Words full of deadly import to men who for long hours had been in full view of the impregnable works, and the field of blood in their front. Ominous as was the command, it was greeted with cheers; and with bayonets at a charge, up that difficult slope,—preserving their line as best they could while breaking to pass the guns, wounded and struggling horses, and bodies thickly strewn over that most perilous of positions for artillery,—the troops passed at a rapid step. The ground upon the summit had been laid out in small lots, as is customary in the suburbs of towns. Many of the partition fences were still remaining, with here and there gaps, or with upper rails lowered for the passage of troops. For a moment, while crossing these fallow fields, there was a lull in the direct musketry.
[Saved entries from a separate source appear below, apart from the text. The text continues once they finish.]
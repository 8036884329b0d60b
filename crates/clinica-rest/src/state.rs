//! Application state for Axum handlers.

use clinica_core::HealthCheck;
use clinica_service::{DiseaseHistoryService, PatientService, PendingTestService, PresenceService};
use shaku::{HasComponent, Module};
use std::sync::Arc;

/// Shared application state.
#[derive(Clone)]
pub struct AppState {
    pub patient_service: Arc<dyn PatientService>,
    pub disease_history_service: Arc<dyn DiseaseHistoryService>,
    pub presence_service: Arc<dyn PresenceService>,
    pub pending_test_service: Arc<dyn PendingTestService>,
    pub health_checks: Arc<[Arc<dyn HealthCheck>]>,
}

impl AppState {
    /// Creates a new application state.
    pub fn new(
        patient_service: Arc<dyn PatientService>,
        disease_history_service: Arc<dyn DiseaseHistoryService>,
        presence_service: Arc<dyn PresenceService>,
        pending_test_service: Arc<dyn PendingTestService>,
    ) -> Self {
        Self {
            patient_service,
            disease_history_service,
            presence_service,
            pending_test_service,
            health_checks: Arc::from(Vec::new()),
        }
    }

    /// Resolves every service from a shaku module.
    pub fn from_module<M>(module: &M) -> Self
    where
        M: Module
            + HasComponent<dyn PatientService>
            + HasComponent<dyn DiseaseHistoryService>
            + HasComponent<dyn PresenceService>
            + HasComponent<dyn PendingTestService>,
    {
        Self::new(
            module.resolve(),
            module.resolve(),
            module.resolve(),
            module.resolve(),
        )
    }

    /// Sets the checks run by the readiness endpoint.
    #[must_use]
    pub fn with_health_checks(mut self, checks: Vec<Arc<dyn HealthCheck>>) -> Self {
        self.health_checks = Arc::from(checks);
        self
    }
}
The enfilading fire from batteries right and left still continued;

the fierce fitful flashes of the bursting shells becoming more visible with the approach of night. Onward we went, picking our way among the fallen dead and wounded of Brigades who had preceded us in the fight, with feet fettered with mud, struggling to keep place in the line. Several regiments lying upon their arms were passed over in the charge.
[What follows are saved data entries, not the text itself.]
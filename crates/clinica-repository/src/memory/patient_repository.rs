//! In-memory patient repository.

use crate::traits::PatientRepository;
use clinica_core::{
    ClinicaError, ClinicaResult, DiseaseHistory, DiseaseHistoryFilter, HistoryId, Patient,
    PatientChanges, PatientFilter, PatientId,
};
use async_trait::async_trait;
use parking_lot::RwLock;
use shaku::Component;
use std::collections::BTreeMap;
use tracing::debug;

/// Patient documents keyed by ID.
pub type PatientDocuments = RwLock<BTreeMap<PatientId, Patient>>;

/// In-memory document store with the same observable behaviour as the
/// PostgreSQL repository, including ID ordering of list results.
#[derive(Component, Default)]
#[shaku(interface = PatientRepository)]
pub struct InMemoryPatientRepository {
    #[shaku(default)]
    patients: PatientDocuments,
}

impl InMemoryPatientRepository {
    /// Creates an empty repository.
    #[must_use]
    pub fn new() -> Self {
        Self::default()
    }

    /// Creates a repository seeded with patients.
    #[must_use]
    pub fn with_patients(patients: impl IntoIterator<Item = Patient>) -> Self {
        let repo = Self::new();
        {
            let mut map = repo.patients.write();
            for patient in patients {
                map.insert(patient.id.clone(), patient);
            }
        }
        repo
    }

    /// Number of stored patients.
    #[must_use]
    pub fn len(&self) -> usize {
        self.patients.read().len()
    }

    /// Returns true if no patients are stored.
    #[must_use]
    pub fn is_empty(&self) -> bool {
        self.patients.read().is_empty()
    }

    fn owner_of(map: &BTreeMap<PatientId, Patient>, history_id: &HistoryId) -> Option<PatientId> {
        map.values()
            .find(|p| p.has_history_entry(history_id))
            .map(|p| p.id.clone())
    }
}

#[async_trait]
impl PatientRepository for InMemoryPatientRepository {
    async fn find_by_id(&self, id: &PatientId) -> ClinicaResult<Option<Patient>> {
        Ok(self.patients.read().get(id).cloned())
    }

    async fn exists(&self, id: &PatientId) -> ClinicaResult<bool> {
        Ok(self.patients.read().contains_key(id))
    }

    async fn find_all(&self, filter: &PatientFilter) -> ClinicaResult<Vec<Patient>> {
        Ok(self
            .patients
            .read()
            .values()
            .filter(|p| filter.matches(p))
            .cloned()
            .collect())
    }

    async fn insert(&self, patient: &Patient) -> ClinicaResult<Patient> {
        let mut map = self.patients.write();
        if map.contains_key(&patient.id) {
            return Err(ClinicaError::conflict("Patient ID already exists"));
        }
        debug!("Inserting patient: {}", patient.id);
        map.insert(patient.id.clone(), patient.clone());
        Ok(patient.clone())
    }

    async fn update(&self, id: &PatientId, changes: &PatientChanges) -> ClinicaResult<Option<Patient>> {
        let mut map = self.patients.write();
        Ok(map.get_mut(id).map(|patient| {
            patient.apply(changes);
            patient.clone()
        }))
    }

    async fn delete(&self, id: &PatientId) -> ClinicaResult<bool> {
        Ok(self.patients.write().remove(id).is_some())
    }

    async fn find_by_history_id(&self, history_id: &HistoryId) -> ClinicaResult<Option<Patient>> {
        Ok(self
            .patients
            .read()
            .values()
            .find(|p| p.has_history_entry(history_id))
            .cloned())
    }

    async fn history_exists(&self, history_id: &HistoryId) -> ClinicaResult<bool> {
        Ok(Self::owner_of(&self.patients.read(), history_id).is_some())
    }

    async fn find_history(&self, filter: &DiseaseHistoryFilter) -> ClinicaResult<Vec<DiseaseHistory>> {
        Ok(filter.select(self.patients.read().values()))
    }

    async fn push_history(&self, entry: &DiseaseHistory) -> ClinicaResult<bool> {
        let mut map = self.patients.write();
        Ok(map
            .get_mut(&entry.patient_id)
            .map(|patient| patient.disease_history.push(entry.clone()))
            .is_some())
    }

    async fn pull_history(&self, history_id: &HistoryId) -> ClinicaResult<Option<PatientId>> {
        let mut map = self.patients.write();
        let Some(owner) = Self::owner_of(&map, history_id) else {
            return Ok(None);
        };
        if let Some(patient) = map.get_mut(&owner) {
            patient.disease_history.retain(|h| &h.id != history_id);
        }
        Ok(Some(owner))
    }

    async fn set_history_name(
        &self,
        history_id: &HistoryId,
        owner: Option<&PatientId>,
        diseases_name: &str,
    ) -> ClinicaResult<Option<DiseaseHistory>> {
        let mut map = self.patients.write();
        let patient = map
            .values_mut()
            .filter(|p| owner.map_or(true, |o| &p.id == o))
            .find(|p| p.has_history_entry(history_id));

        let Some(patient) = patient else {
            return Ok(None);
        };

        let mut updated = None;
        for entry in patient.disease_history.iter_mut().filter(|h| &h.id == history_id) {
            entry.diseases_name = diseases_name.to_string();
            updated.get_or_insert_with(|| entry.clone());
        }
        Ok(updated)
    }

    async fn ping(&self) -> ClinicaResult<()> {
        Ok(())
    }
}

#[cfg(test)]
mod tests {
    use super::*;
    use shaku::{module, HasComponent};
    use std::sync::Arc;

    module! {
        RepositoryModule {
            components = [InMemoryPatientRepository],
            providers = [],
        }
    }

    fn patient(id: &str, phone: &str) -> Patient {
        let mut p = Patient::new(PatientId::new(id));
        p.first_name = "Test".to_string();
        p.phone = phone.to_string();
        p
    }

    fn entry(id: &str, patient_id: &str, name: &str) -> DiseaseHistory {
        DiseaseHistory::new(HistoryId::new(id), PatientId::new(patient_id), name)
    }

    #[tokio::test]
    async fn test_builds_from_module_with_default_parameters() {
        let module = RepositoryModule::builder().build();
        let repository: Arc<dyn PatientRepository> = module.resolve();

        repository.insert(&patient("000002", "555-1234")).await.unwrap();
        assert!(repository.exists(&PatientId::new("000002")).await.unwrap());
    }

    #[tokio::test]
    async fn test_insert_and_find() {
        let repo = InMemoryPatientRepository::new();
        repo.insert(&patient("000002", "555-1234")).await.unwrap();

        let found = repo.find_by_id(&PatientId::new("000002")).await.unwrap();
        assert_eq!(found.map(|p| p.phone), Some("555-1234".to_string()));
        assert!(repo.exists(&PatientId::new("000002")).await.unwrap());
        assert!(!repo.exists(&PatientId::new("000003")).await.unwrap());
    }

    #[tokio::test]
    async fn test_duplicate_insert_conflicts() {
        let repo = InMemoryPatientRepository::with_patients([patient("000002", "")]);
        let result = repo.insert(&patient("000002", "other")).await;
        assert!(matches!(result, Err(ClinicaError::Conflict(_))));
        assert_eq!(repo.len(), 1);
    }

    #[tokio::test]
    async fn test_find_all_ordered_and_filtered() {
        let repo = InMemoryPatientRepository::with_patients([
            patient("000003", "555-0000"),
            patient("000001", "555-1234"),
            patient("000002", "777-1234"),
        ]);

        let all = repo.find_all(&PatientFilter::default()).await.unwrap();
        let ids: Vec<_> = all.iter().map(|p| p.id.as_str()).collect();
        assert_eq!(ids, ["000001", "000002", "000003"]);

        let by_phone = repo
            .find_all(&PatientFilter::new(None, Some("1234".into())))
            .await
            .unwrap();
        assert_eq!(by_phone.len(), 2);
    }

    #[tokio::test]
    async fn test_update_and_delete() {
        let repo = InMemoryPatientRepository::with_patients([patient("000002", "555-1234")]);
        let id = PatientId::new("000002");

        let changes = PatientChanges {
            phone: Some("555-9999".to_string()),
            ..PatientChanges::default()
        };
        let updated = repo.update(&id, &changes).await.unwrap().unwrap();
        assert_eq!(updated.phone, "555-9999");

        assert!(repo.update(&PatientId::new("nope"), &changes).await.unwrap().is_none());
        assert!(repo.delete(&id).await.unwrap());
        assert!(!repo.delete(&id).await.unwrap());
        assert!(repo.is_empty());
    }

    #[tokio::test]
    async fn test_history_push_pull_rename() {
        let repo = InMemoryPatientRepository::with_patients([patient("000002", "")]);

        assert!(repo.push_history(&entry("h1", "000002", "Flu")).await.unwrap());
        assert!(repo.push_history(&entry("h2", "000002", "Cold")).await.unwrap());
        assert!(!repo.push_history(&entry("h3", "missing", "Cold")).await.unwrap());
        assert!(repo.history_exists(&HistoryId::new("h1")).await.unwrap());

        let renamed = repo
            .set_history_name(&HistoryId::new("h1"), None, "Influenza")
            .await
            .unwrap()
            .unwrap();
        assert_eq!(renamed.diseases_name, "Influenza");

        let wrong_owner = repo
            .set_history_name(&HistoryId::new("h1"), Some(&PatientId::new("other")), "X")
            .await
            .unwrap();
        assert!(wrong_owner.is_none());

        let owner = repo.pull_history(&HistoryId::new("h1")).await.unwrap();
        assert_eq!(owner, Some(PatientId::new("000002")));
        assert!(repo.pull_history(&HistoryId::new("h1")).await.unwrap().is_none());

        let remaining = repo
            .find_history(&DiseaseHistoryFilter::new(None, Some("000002".into())))
            .await
            .unwrap();
        assert_eq!(remaining, vec![entry("h2", "000002", "Cold")]);
    }

    #[tokio::test]
    async fn test_find_by_history_id() {
        let mut p = patient("000002", "");
        p.disease_history.push(entry("h1", "000002", "Flu"));
        let repo = InMemoryPatientRepository::with_patients([p, patient("000003", "")]);

        let owner = repo.find_by_history_id(&HistoryId::new("h1")).await.unwrap();
        assert_eq!(owner.map(|p| p.id), Some(PatientId::new("000002")));
        assert!(repo.find_by_history_id(&HistoryId::new("h9")).await.unwrap().is_none());
    }
}
//! Core traits shared across layers.

use async_trait::async_trait;

/// Trait for health checks.
#[async_trait]
pub trait HealthCheck: Send + Sync {
    /// Returns the name of this health check.
    fn name(&self) -> &str;

    /// Performs the health check.
    async fn check(&self) -> HealthStatus;
}

/// Health check status.
#[derive(Debug, Clone, PartialEq, Eq)]
pub enum HealthStatus {
    /// The component is healthy.
    Healthy,
    /// The component is degraded but functional.
    Degraded(String),
    /// The component is unhealthy.
    Unhealthy(String),
}

impl HealthStatus {
    /// Returns true if the status is healthy.
    #[must_use]
    pub const fn is_healthy(&self) -> bool {
        matches!(self, Self::Healthy)
    }

    /// Returns true if the status is unhealthy.
    #[must_use]
    pub const fn is_unhealthy(&self) -> bool {
        matches!(self, Self::Unhealthy(_))
    }

    /// Short label used in health responses.
    #[must_use]
    pub const fn label(&self) -> &'static str {
        match self {
            Self::Healthy => "healthy",
            Self::Degraded(_) => "degraded",
            Self::Unhealthy(_) => "unhealthy",
        }
    }
}

#[cfg(test)]
mod tests {
    use super::*;

    #[test]
    fn test_health_status_labels() {
        assert!(HealthStatus::Healthy.is_healthy());
        assert!(HealthStatus::Unhealthy("down".into()).is_unhealthy());
        assert_eq!(HealthStatus::Degraded("slow".into()).label(), "degraded");
    }
}
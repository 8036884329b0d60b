//! Caching infrastructure for the service layer.
//!
//! [`CacheStore`] is a purely mechanical key-value store with per-key
//! expiry. It has a Redis implementation for deployments and an in-memory
//! implementation for development and tests.

mod cache_store;
pub mod cache_keys;
mod memory_cache;
mod redis_cache;

pub use cache_store::{CacheStore, CacheStoreExt, Cached};
pub use memory_cache::{CacheEntries, InMemoryCacheStore, InMemoryCacheStoreParameters, MemoryEntry, MemoryValue};
pub use redis_cache::{RedisCacheStore, RedisCacheStoreParameters};

#[cfg(test)]
pub use cache_store::MockCacheStore;

use std::time::Duration;

/// Default TTL for cached patients and disease-history entries (5 minutes).
pub const DEFAULT_TTL: Duration = Duration::from_secs(300);

/// Default TTL for online-status flags (1 hour).
pub const PRESENCE_TTL: Duration = Duration::from_secs(3600);

/// TTLs applied by the services.
#[derive(Debug, Clone, Copy, PartialEq, Eq)]
pub struct CacheTtls {
    /// Patient blobs, entry hashes and list results.
    pub entity: Duration,
    /// Online-status flags.
    pub presence: Duration,
}

impl Default for CacheTtls {
    fn default() -> Self {
        Self {
            entity: DEFAULT_TTL,
            presence: PRESENCE_TTL,
        }
    }
}

impl From<&clinica_config::CacheConfig> for CacheTtls {
    fn from(config: &clinica_config::CacheConfig) -> Self {
        Self {
            entity: config.entity_ttl(),
            presence: config.presence_ttl(),
        }
    }
}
"Captain," said a mounted officer when we had just crossed a fence bounding what appeared to be an avenue of the town, "close up on the right." The Captain partly turned, to repeat the command to his men, when the bullets from a sudden flash of waving fire that for the instant lit up the summit of the stone wall for its entire length, prostrated him with a mortal wound, and dismounted his superior. Pity that his eye should close in what seemed to be the darkest hour of the cause dearest to his soul!
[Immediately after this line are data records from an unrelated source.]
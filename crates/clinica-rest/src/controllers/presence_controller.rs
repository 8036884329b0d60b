//! Online-status and pending-test endpoints nested under a patient.

use crate::{
    responses::{created, ok, ApiResponse, ApiResult, AppError},
    state::AppState,
};
use axum::{
    extract::{Path, State},
    http::StatusCode,
    routing::get,
    Json, Router,
};
use clinica_core::{PatientId, ValidateExt};
use clinica_service::{
    AddPendingTestRequest, OnlineStatusResponse, PendingTestAddedResponse, PendingTestsResponse,
    SetOnlineStatusRequest,
};
use tracing::debug;

/// Routes relative to the patient collection.
pub fn router() -> Router<AppState> {
    Router::new()
        .route("/:id/online", get(get_online_status).put(set_online_status))
        .route(
            "/:id/pending-tests",
            get(get_pending_tests).post(add_pending_test),
        )
}

async fn get_online_status(
    State(state): State<AppState>,
    Path(id): Path<String>,
) -> ApiResult<OnlineStatusResponse> {
    let patient_id = PatientId::parse(&id)?;
    let online = state.presence_service.is_online(&patient_id).await?;
    ok(OnlineStatusResponse { patient_id, online })
}

async fn set_online_status(
    State(state): State<AppState>,
    Path(id): Path<String>,
    Json(request): Json<SetOnlineStatusRequest>,
) -> ApiResult<OnlineStatusResponse> {
    debug!("Setting online status for {}: {}", id, request.online);
    let patient_id = PatientId::parse(&id)?;
    state
        .presence_service
        .set_online_status(&patient_id, request.online)
        .await?;
    ok(OnlineStatusResponse {
        patient_id,
        online: request.online,
    })
}

async fn get_pending_tests(
    State(state): State<AppState>,
    Path(id): Path<String>,
) -> ApiResult<PendingTestsResponse> {
    let patient_id = PatientId::parse(&id)?;
    let tests = state.pending_test_service.get_pending_tests(&patient_id).await?;
    ok(PendingTestsResponse { patient_id, tests })
}

async fn add_pending_test(
    State(state): State<AppState>,
    Path(id): Path<String>,
    Json(request): Json<AddPendingTestRequest>,
) -> Result<(StatusCode, Json<ApiResponse<PendingTestAddedResponse>>), AppError> {
    debug!("Queueing pending test for {}", id);
    request.validate_request()?;
    let patient_id = PatientId::parse(&id)?;
    let queue_length = state
        .pending_test_service
        .add_pending_test(&patient_id, &request.test_name)
        .await?;
    Ok(created(PendingTestAddedResponse {
        patient_id,
        queue_length,
    }))
}
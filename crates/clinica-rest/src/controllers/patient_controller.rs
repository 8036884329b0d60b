//! Patient controller.

use crate::{
    responses::{created, no_content, ok, ApiResponse, ApiResult, AppError},
    state::AppState,
};
use axum::{
    extract::{Path, Query, State},
    http::StatusCode,
    response::IntoResponse,
    routing::{get, post},
    Json, Router,
};
use clinica_core::{Patient, PatientFilter, PatientId};
use clinica_service::{
    CreatePatientRequest, UpdatePatientRequest, WarmHistoryResponse,
};
use serde::Deserialize;
use tracing::debug;

/// Query parameters for listing patients.
///
/// `number` filters on phone.
#[derive(Debug, Default, Deserialize)]
pub struct PatientListQuery {
    pub id: Option<String>,
    pub number: Option<String>,
}

impl From<PatientListQuery> for PatientFilter {
    fn from(query: PatientListQuery) -> Self {
        Self::new(query.id, query.number)
    }
}

/// Creates the patient router.
pub fn router() -> Router<AppState> {
    Router::new()
        .route("/", get(list_patients).post(create_patient))
        .route(
            "/:id",
            get(get_patient).put(update_patient).delete(delete_patient),
        )
        .route("/:id/history/warm", post(warm_history))
        .merge(super::presence_controller::router())
}

async fn list_patients(
    State(state): State<AppState>,
    Query(query): Query<PatientListQuery>,
) -> ApiResult<Vec<Patient>> {
    debug!("Listing patients: {:?}", query);
    let patients = state.patient_service.list_patients(query.into()).await?;
    ok(patients)
}

async fn create_patient(
    State(state): State<AppState>,
    Json(request): Json<CreatePatientRequest>,
) -> Result<(StatusCode, Json<ApiResponse<Patient>>), AppError> {
    debug!("Creating patient: {}", request.patient_id);
    let patient = state.patient_service.create_patient(request).await?;
    Ok(created(patient))
}

async fn get_patient(
    State(state): State<AppState>,
    Path(id): Path<String>,
) -> ApiResult<Patient> {
    debug!("Getting patient: {}", id);
    let id = PatientId::parse(&id)?;
    let patient = state.patient_service.get_patient(&id).await?;
    ok(patient)
}

async fn update_patient(
    State(state): State<AppState>,
    Path(id): Path<String>,
    Json(request): Json<UpdatePatientRequest>,
) -> ApiResult<Patient> {
    debug!("Updating patient: {}", id);
    let id = PatientId::parse(&id)?;
    let patient = state.patient_service.update_patient(&id, request).await?;
    ok(patient)
}

async fn delete_patient(
    State(state): State<AppState>,
    Path(id): Path<String>,
) -> Result<impl IntoResponse, AppError> {
    debug!("Deleting patient: {}", id);
    let id = PatientId::parse(&id)?;
    state.patient_service.delete_patient(&id).await?;
    Ok(no_content())
}

async fn warm_history(
    State(state): State<AppState>,
    Path(id): Path<String>,
) -> ApiResult<WarmHistoryResponse> {
    debug!("Warming disease history for patient: {}", id);
    let patient_id = PatientId::parse(&id)?;
    let cached_entries = state
        .disease_history_service
        .warm_patient_history(&patient_id)
        .await?;
    ok(WarmHistoryResponse {
        patient_id,
        cached_entries,
    })
}
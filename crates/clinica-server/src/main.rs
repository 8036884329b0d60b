//! # Clinica Server
//!
//! Main entry point for the Clinica patient-record backend.

use clinica_config::{AppConfig, ConfigLoader, DatabaseBackend};
use clinica_core::telemetry::init_logging;
use clinica_core::{ClinicaError, ClinicaResult, HasComponent};
use clinica_repository::DatabasePoolInterface;
use clinica_rest::create_router;
use clinica_server::di::{
    build_in_memory_module, build_postgres_module, DatabaseResolver, InfrastructureResolver,
};
use clinica_server::startup::{print_banner, print_startup_info};
use clinica_service::{DiseaseHistoryService, PatientService, PendingTestService, PresenceService};
use shaku::Module;
use tokio::signal;
use tracing::{error, info, warn};

#[tokio::main]
async fn main() {
    let config = match ConfigLoader::from_default_location() {
        Ok(loader) => loader.get().await,
        Err(e) => {
            eprintln!("Failed to load configuration: {}", e);
            std::process::exit(1);
        }
    };

    init_logging(&config.observability.logging());
    print_banner();

    info!("Starting Clinica Server...");
    info!("Version: {}", env!("CARGO_PKG_VERSION"));
    info!("Environment: {}", config.app.environment);

    if let Err(e) = run(config).await {
        error!("Application error: {}", e);
        std::process::exit(1);
    }
}

async fn run(config: AppConfig) -> ClinicaResult<()> {
    match config.database.backend {
        DatabaseBackend::Postgres => {
            let module = build_postgres_module(&config).await?;
            let pool = module.database_pool();
            if config.database.run_migrations {
                pool.run_migrations().await?;
            }
            let result = serve(module.as_ref(), &config).await;
            pool.close().await;
            result
        }
        DatabaseBackend::Memory => {
            warn!("Using in-memory document store; data is lost on shutdown");
            let module = build_in_memory_module(&config)?;
            serve(module.as_ref(), &config).await
        }
    }
}

async fn serve<M>(module: &M, config: &AppConfig) -> ClinicaResult<()>
where
    M: Module
        + HasComponent<dyn PatientService>
        + HasComponent<dyn DiseaseHistoryService>
        + HasComponent<dyn PresenceService>
        + HasComponent<dyn PendingTestService>
        + InfrastructureResolver,
{
    let router = create_router(module, &config.server, module.health_checks());

    let addr = config.server.addr();
    let listener = tokio::net::TcpListener::bind(&addr)
        .await
        .map_err(|e| ClinicaError::Internal(format!("Failed to bind {}: {}", addr, e)))?;

    print_startup_info(config);

    axum::serve(listener, router)
        .with_graceful_shutdown(shutdown_signal())
        .await
        .map_err(|e| ClinicaError::Internal(format!("REST server error: {}", e)))?;

    info!("Server shutdown complete");
    Ok(())
}

async fn shutdown_signal() {
    let ctrl_c = async {
        if let Err(e) = signal::ctrl_c().await {
            warn!("Failed to install Ctrl+C handler: {}", e);
            std::future::pending::<()>().await;
        }
    };

    #[cfg(unix)]
    let terminate = async {
        match signal::unix::signal(signal::unix::SignalKind::terminate()) {
            Ok(mut stream) => {
                stream.recv().await;
            }
            Err(e) => {
                warn!("Failed to install SIGTERM handler: {}", e);
                std::future::pending::<()>().await;
            }
        }
    };

    #[cfg(not(unix))]
    let terminate = std::future::pending::<()>();

    tokio::select! {
        _ = ctrl_c => {
            info!("Received Ctrl+C, initiating graceful shutdown...");
        }
        _ = terminate => {
            info!("Received terminate signal, initiating graceful shutdown...");
        }
    }
}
Volley after volley of sheeted lead was poured into our ranks. We were in the proper position on the plain, and a day's full practice gave them exact range and terrible execution. In the increased darkness, the flashes of musketry alone were visible ahead, while to the right and left the gloom was lit up by the lurid flashing of their batteries. This very darkness, in concealing the danger, and the loss, doubtless did its share in permitting the men to cross the lines of dead that marked the halting-place of previous troops. Still onward they advanced,—the thunder of artillery above them,—the groans of the wounded rising from below;—frightful gaps are made in their ranks by exploding shells, and many a brave boy staggers and falls to rise no more, in that storm of spitefully whizzing lead.

Regularity in ranks was simply impossible. Many

officers and men gathered about a brick house on the right—a narrow lawn leading directly to the fatal wall was crowded; indeed, caps bearing the regimental numbers were found, as has since been ascertained, close by the wall, and a Lieutenant who was stunned in the fight and fell almost at its base, was taken prisoner. Nearly every officer who had entered the fight mounted, was at this time upon foot. In the tempest of bullets that everywhere prevailed the destruction of the force was but a question of brief time, and to prevent further heroic but vain sacrifices the order to retire was given. With the Brigade, the Regiment fell back, leaving one-third of its number in dead and wounded to hallow the remembrance of that fatal field.

"This way, Pap! This is the way to get out safe," shouted a Captain as he rose, from the rear of a pile of rubbish, amid the laughter of the men now on their backward move. The burly form of the exhorting Colonel was seen to follow the no less burly form of the Captain, and father and son were spared for other fields.